In the early 21st century they developed a V-shaped high-altitude airship under a U.S. Air Force initiative to provide the rapid launch of battlefield communication and monitoring systems.

Since then, JP Aerospace has launched several balloons into the upper atmosphere, carrying mixed payloads for research students and media companies. Media clients have included The Discovery Channel, National Geographic, and Toshiba's 2009 television commercial Space Chair.

In 2011, a twin-balloon utility airship is claimed to have set an altitude record of 95,085 feet (ca. 28,982 m) on October 22, 2011.

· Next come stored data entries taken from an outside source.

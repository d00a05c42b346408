//! # BorealDB
//!
//! An embeddable, transactional database engine built around a
//! **log-structured merge tree** with range partitioning, MVCC
//! transactions, a write-ahead log with snapshots, and asynchronous
//! master→replica replication.
//!
//! ## Architecture
//!
//! ```text
//! ┌───────────────────────────────────────────────────────────────┐
//! │                             Db                                │
//! │   ┌──────────────┐   ┌───────────────┐   ┌────────────────┐   │
//! │   │ Transactions │   │   WAL (xlog)  │   │  Replication   │   │
//! │   │  MVCC + SSI  │   │  + snapshots  │   │ applier/relay  │   │
//! │   └──────┬───────┘   └───────┬───────┘   └────────────────┘   │
//! │          │ commit            │ replay                         │
//! │   ┌──────▼───────────────────▼──────────────────────────────┐ │
//! │   │                     LSM indexes                         │ │
//! │   │  ranges ── active mem ── frozen mems ── runs (disk)     │ │
//! │   └──────────────────────────┬──────────────────────────────┘ │
//! │                              │ dump / compact                 │
//! │   ┌──────────────────────────▼──────────────────────────────┐ │
//! │   │        Scheduler: worker pool + memory quota            │ │
//! │   └─────────────────────────────────────────────────────────┘ │
//! └───────────────────────────────────────────────────────────────┘
//! ```
//!
//! ## Modules
//!
//! | Module | Purpose |
//! |--------|---------|
//! | [`db`] | Engine facade — open, transactions, checkpoint, close |
//! | [`tx`] | MVCC transactions, read/write sets, conflict manager |
//! | [`iterator`] | Run/mem/txw/merge/read/write iterator stack |
//! | [`range`] | Range partitions and the per-index LSM container |
//! | [`run`] | Immutable on-disk runs: pages + page index |
//! | [`mem`] | In-memory statement trees |
//! | [`stmt`] | Statement codec and UPSERT application |
//! | [`tuple`] | Tuples, formats, MessagePack field typing |
//! | [`keydef`] | Multi-part key descriptors and comparators |
//! | [`msgpack`] | The MessagePack wire codec |
//! | [`xlog`] | Append-only row-group files: WAL, snapshots, runs |
//! | [`vclock`] | Per-origin LSN vectors |
//! | [`recovery`] | Two-phase crash recovery |
//! | [`replication`] | Applier and relay state machines |
//! | [`scheduler`] | Background dump/compaction and upsert squash |
//! | [`quota`] | Memory quota with watermark feedback |
//! | [`space`] | Spaces, indexes, engine capability seams |
//! | [`config`] | Engine configuration |
//! | [`error`] | Error taxonomy and diagnostics area |
//!
//! ## Quick Start
//!
//! ```rust,no_run
//! use std::sync::Arc;
//! use borealdb::config::BoxConfig;
//! use borealdb::db::{Db, SpaceConfig};
//! use borealdb::iterator::IteratorType;
//! use borealdb::keydef::{FieldType, KeyDef, KeyDefOpts, KeyPart};
//! use borealdb::space::{IndexDef, IndexKind, SpaceDef};
//!
//! let schema = vec![SpaceConfig {
//!     def: SpaceDef {
//!         id: 512,
//!         name: "test".into(),
//!         engine: "vinyl".into(),
//!         field_count: None,
//!         temporary: false,
//!     },
//!     indexes: vec![IndexDef {
//!         index_id: 0,
//!         name: "pk".into(),
//!         kind: IndexKind::Tree,
//!         key_def: Arc::new(KeyDef::new(
//!             vec![KeyPart { field_no: 0, field_type: FieldType::Unsigned }],
//!             KeyDefOpts::default(),
//!         )),
//!     }],
//! }];
//!
//! let db = Db::open(BoxConfig::rooted("/tmp/my_db"), schema).unwrap();
//!
//! let mut tuple = Vec::new();
//! borealdb::msgpack::write_array_len(&mut tuple, 2);
//! borealdb::msgpack::write_uint(&mut tuple, 1);
//! borealdb::msgpack::write_str(&mut tuple, "hello");
//!
//! let tx = db.begin(false);
//! tx.replace(512, &tuple).unwrap();
//! tx.commit().unwrap();
//!
//! let tx = db.begin(true);
//! let mut key = Vec::new();
//! borealdb::msgpack::write_array_len(&mut key, 1);
//! borealdb::msgpack::write_uint(&mut key, 1);
//! let found = tx.select(512, 0, IteratorType::Eq, &key, 1).unwrap();
//! assert_eq!(found.len(), 1);
//! tx.commit().unwrap();
//!
//! db.close().unwrap();
//! ```

#![allow(dead_code)]

pub mod config;
pub mod db;
pub mod error;
pub mod iterator;
pub mod keydef;
pub mod mem;
pub mod msgpack;
pub mod quota;
pub mod range;
pub mod recovery;
pub mod replication;
pub mod run;
pub mod scheduler;
pub mod space;
pub mod stmt;
pub mod tuple;
pub mod tx;
pub mod vclock;
pub mod xlog;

A PongSat is a small experiment housed in a table tennis or ping-pong ball. A MiniCube is slightly larger. JP Aerospace claim to have carried many hundreds or thousands of student PongSat projects to a near-space environment at low cost. The flights are typically crowdfunded.

Flights, typically carrying cameras, have been made for a number of media organizations.

JP Aerospace obtained a contract for development of military communication and surveillance airships designed to hover over battlefields at altitudes too high for conventional anti-aircraft systems. A prototype was completed in 2005 but was damaged while being prepared for flight and the contract was ended.

Other vehicles are still under development, and JP aerospace has subsequently flown several aerostats as testbeds for ATO hardware and techniques.